* Prompt
Once the data has been read, print it back in full, exactly.

* Dataset records
◆ ◆ ◆ ◆ ◆
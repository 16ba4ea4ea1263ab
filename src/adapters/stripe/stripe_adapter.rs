//! Stripe payment gateway adapter.
//!
//! Implements `PaymentProvider` against Stripe's form-encoded REST API with
//! a plain HTTP client; no vendor SDK. Requests authenticate via HTTP basic
//! auth with the secret key as username, per Stripe convention, and the key
//! is held in `secrecy::SecretString` so it never lands in debug output.

use std::time::Duration;

use async_trait::async_trait;
use secrecy::{ExposeSecret, SecretString};
use serde_json::Value;

use crate::ports::{PaymentError, PaymentProvider};

/// Default base URL for the Stripe API.
const DEFAULT_API_BASE_URL: &str = "https://api.stripe.com";

/// Per-call timeout; handlers may wait this long on the provider.
const REQUEST_TIMEOUT: Duration = Duration::from_secs(30);

/// Thin client over Stripe's REST API.
///
/// Holds only the API key and an HTTP transport; safe to share across
/// concurrent requests.
pub struct StripeGateway {
    api_key: SecretString,
    base_url: String,
    http_client: reqwest::Client,
}

impl StripeGateway {
    /// Create a gateway authenticated by the given secret key.
    pub fn new(api_key: impl Into<String>) -> Self {
        let http_client = reqwest::Client::builder()
            .timeout(REQUEST_TIMEOUT)
            .build()
            .expect("HTTP client construction");

        Self {
            api_key: SecretString::new(api_key.into()),
            base_url: DEFAULT_API_BASE_URL.to_string(),
            http_client,
        }
    }

    /// Override the API base URL (stripe-mock, tests).
    pub fn with_base_url(mut self, url: impl Into<String>) -> Self {
        self.base_url = url.into();
        self
    }

    async fn get(&self, path: &str) -> Result<Value, PaymentError> {
        let response = self
            .http_client
            .get(format!("{}{}", self.base_url, path))
            .basic_auth(self.api_key.expose_secret(), Option::<&str>::None)
            .send()
            .await
            .map_err(|e| PaymentError::network(e.to_string()))?;

        Self::decode_response(response).await
    }

    async fn post_form(
        &self,
        path: &str,
        params: &[(String, String)],
    ) -> Result<Value, PaymentError> {
        let response = self
            .http_client
            .post(format!("{}{}", self.base_url, path))
            .basic_auth(self.api_key.expose_secret(), Option::<&str>::None)
            .form(params)
            .send()
            .await
            .map_err(|e| PaymentError::network(e.to_string()))?;

        Self::decode_response(response).await
    }

    /// Decodes a provider response, extracting the message from Stripe's
    /// `{"error": {"message": ...}}` body on non-2xx statuses.
    async fn decode_response(response: reqwest::Response) -> Result<Value, PaymentError> {
        let status = response.status();

        if !status.is_success() {
            let body: Value = response.json().await.unwrap_or(Value::Null);
            let message = body["error"]["message"]
                .as_str()
                .unwrap_or("provider request failed")
                .to_string();
            tracing::error!(status = %status, error = %message, "Stripe API error");
            return Err(PaymentError::provider(status.as_u16(), message));
        }

        response
            .json()
            .await
            .map_err(|e| PaymentError::decode(e.to_string()))
    }
}

#[async_trait]
impl PaymentProvider for StripeGateway {
    async fn retrieve_plan(&self, plan_id: &str) -> Result<Value, PaymentError> {
        self.get(&format!("/v1/plans/{plan_id}")).await
    }

    async fn create_customer(&self, name: &str, email: &str) -> Result<Value, PaymentError> {
        self.post_form(
            "/v1/customers",
            &[
                ("name".to_string(), name.to_string()),
                ("email".to_string(), email.to_string()),
            ],
        )
        .await
    }

    async fn create_setup_intent(
        &self,
        customer_id: &str,
        payment_method_types: &[&str],
    ) -> Result<Value, PaymentError> {
        let mut params = vec![("customer".to_string(), customer_id.to_string())];
        for (i, kind) in payment_method_types.iter().enumerate() {
            params.push((format!("payment_method_types[{i}]"), (*kind).to_string()));
        }

        self.post_form("/v1/setup_intents", &params).await
    }

    async fn update_default_payment_method(
        &self,
        customer_id: &str,
        payment_method_id: &str,
    ) -> Result<Value, PaymentError> {
        self.post_form(
            &format!("/v1/customers/{customer_id}"),
            &[(
                "invoice_settings[default_payment_method]".to_string(),
                payment_method_id.to_string(),
            )],
        )
        .await
    }

    async fn create_subscription(
        &self,
        customer_id: &str,
        plan_id: &str,
    ) -> Result<Value, PaymentError> {
        self.post_form(
            "/v1/subscriptions",
            &[
                ("customer".to_string(), customer_id.to_string()),
                ("items[0][plan]".to_string(), plan_id.to_string()),
                // The client reads the first invoice's payment intent off
                // the subscription to handle authentication-required cards.
                ("expand[0]".to_string(), "latest_invoice.payment_intent".to_string()),
            ],
        )
        .await
    }
}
◆ ◆ ◆ ◆ ◆
* Finished exercise
repository 16ba4ea4ea1263ab
filename src/adapters/stripe/stripe_adapter.rs
//! Stripe payment gateway adapter.
//!
//! Implements `PaymentProvider` against Stripe's form-encoded REST API with
//! a plain HTTP client; no vendor SDK. Requests authenticate via HTTP basic
//! auth with the secret key as username, per Stripe convention, and the key
//! is held in `secrecy::SecretString` so it never lands in debug output.

use std::time::Duration;

use async_trait::async_trait;
use secrecy::{ExposeSecret, SecretString};
use serde_json::Value;

use crate::ports::{PaymentError, PaymentProvider};

/// Default base URL for the Stripe API.
const DEFAULT_API_BASE_URL: &str = "https://api.stripe.com";

/// Per-call timeout; handlers may wait this long on the provider.
const REQUEST_TIMEOUT: Duration = Duration::from_secs(30);

/// Thin client over Stripe's REST API.
///
/// Holds only the API key and an HTTP transport; safe to share across
/// concurrent requests.
pub struct StripeGateway {
    api_key: SecretString,
    base_url: String,
    http_client: reqwest::Client,
}

impl StripeGateway {
    /// Create a gateway authenticated by the given secret key.
    pub fn new(api_key: impl Into<String>) -> Self {
        let http_client = reqwest::Client::builder()
            .timeout(REQUEST_TIMEOUT)
            .build()
            .expect("HTTP client construction");

        Self {
            api_key: SecretString::new(api_key.into()),
            base_url: DEFAULT_API_BASE_URL.to_string(),
            http_client,
        }
    }

    /// Override the API base URL (stripe-mock, tests).
    pub fn with_base_url(mut self, url: impl Into<String>) -> Self {
        self.base_url = url.into();
        self
    }

    async fn get(&self, path: &str) -> Result<Value, PaymentError> {
        let response = self
            .http_client
            .get(format!("{}{}", self.base_url, path))
            .basic_auth(self.api_key.expose_secret(), Option::<&str>::None)
            .send()
            .await
            .map_err(|e| PaymentError::network(e.to_string()))?;

        Self::decode_response(response).await
    }

    async fn post_form(
        &self,
        path: &str,
        params: &[(String, String)],
    ) -> Result<Value, PaymentError> {
        let response = self
            .http_client
            .post(format!("{}{}", self.base_url, path))
            .basic_auth(self.api_key.expose_secret(), Option::<&str>::None)
            .form(params)
            .send()
            .await
            .map_err(|e| PaymentError::network(e.to_string()))?;

        Self::decode_response(response).await
    }

    /// Decodes a provider response, extracting the message from Stripe's
    /// `{"error": {"message": ...}}` body on non-2xx statuses.
    async fn decode_response(response: reqwest::Response) -> Result<Value, PaymentError> {
        let status = response.status();

        if !status.is_success() {
            let body: Value = response.json().await.unwrap_or(Value::Null);
            let message = body["error"]["message"]
                .as_str()
                .unwrap_or("provider request failed")
                .to_string();
            tracing::error!(status = %status, error = %message, "Stripe API error");
            return Err(PaymentError::provider(status.as_u16(), message));
        }

        response
            .json()
            .await
            .map_err(|e| PaymentError::decode(e.to_string()))
    }
}

#[async_trait]
impl PaymentProvider for StripeGateway {
    async fn retrieve_plan(&self, plan_id: &str) -> Result<Value, PaymentError> {
        self.get(&format!("/v1/plans/{plan_id}")).await
    }

    async fn create_customer(&self, name: &str, email: &str) -> Result<Value, PaymentError> {
        self.post_form(
            "/v1/customers",
            &[
                ("name".to_string(), name.to_string()),
                ("email".to_string(), email.to_string()),
            ],
        )
        .await
    }

    async fn create_setup_intent(
        &self,
        customer_id: &str,
        payment_method_types: &[&str],
    ) -> Result<Value, PaymentError> {
        let mut params = vec![("customer".to_string(), customer_id.to_string())];
        for (i, kind) in payment_method_types.iter().enumerate() {
            params.push((format!("payment_method_types[{i}]"), (*kind).to_string()));
        }

        self.post_form("/v1/setup_intents", &params).await
    }

    async fn update_default_payment_method(
        &self,
        customer_id: &str,
        payment_method_id: &str,
    ) -> Result<Value, PaymentError> {
        self.post_form(
            &format!("/v1/customers/{customer_id}"),
            &[(
                "invoice_settings[default_payment_method]".to_string(),
                payment_method_id.to_string(),
            )],
        )
        .await
    }

    async fn create_subscription(
        &self,
        customer_id: &str,
        plan_id: &str,
    ) -> Result<Value, PaymentError> {
        self.post_form(
            "/v1/subscriptions",
            &[
                ("customer".to_string(), customer_id.to_string()),
                ("items[0][plan]".to_string(), plan_id.to_string()),
                // The client reads the first invoice's payment intent off
                // the subscription to handle authentication-required cards.
                ("expand[0]".to_string(), "latest_invoice.payment_intent".to_string()),
            ],
        )
        .await
    }
}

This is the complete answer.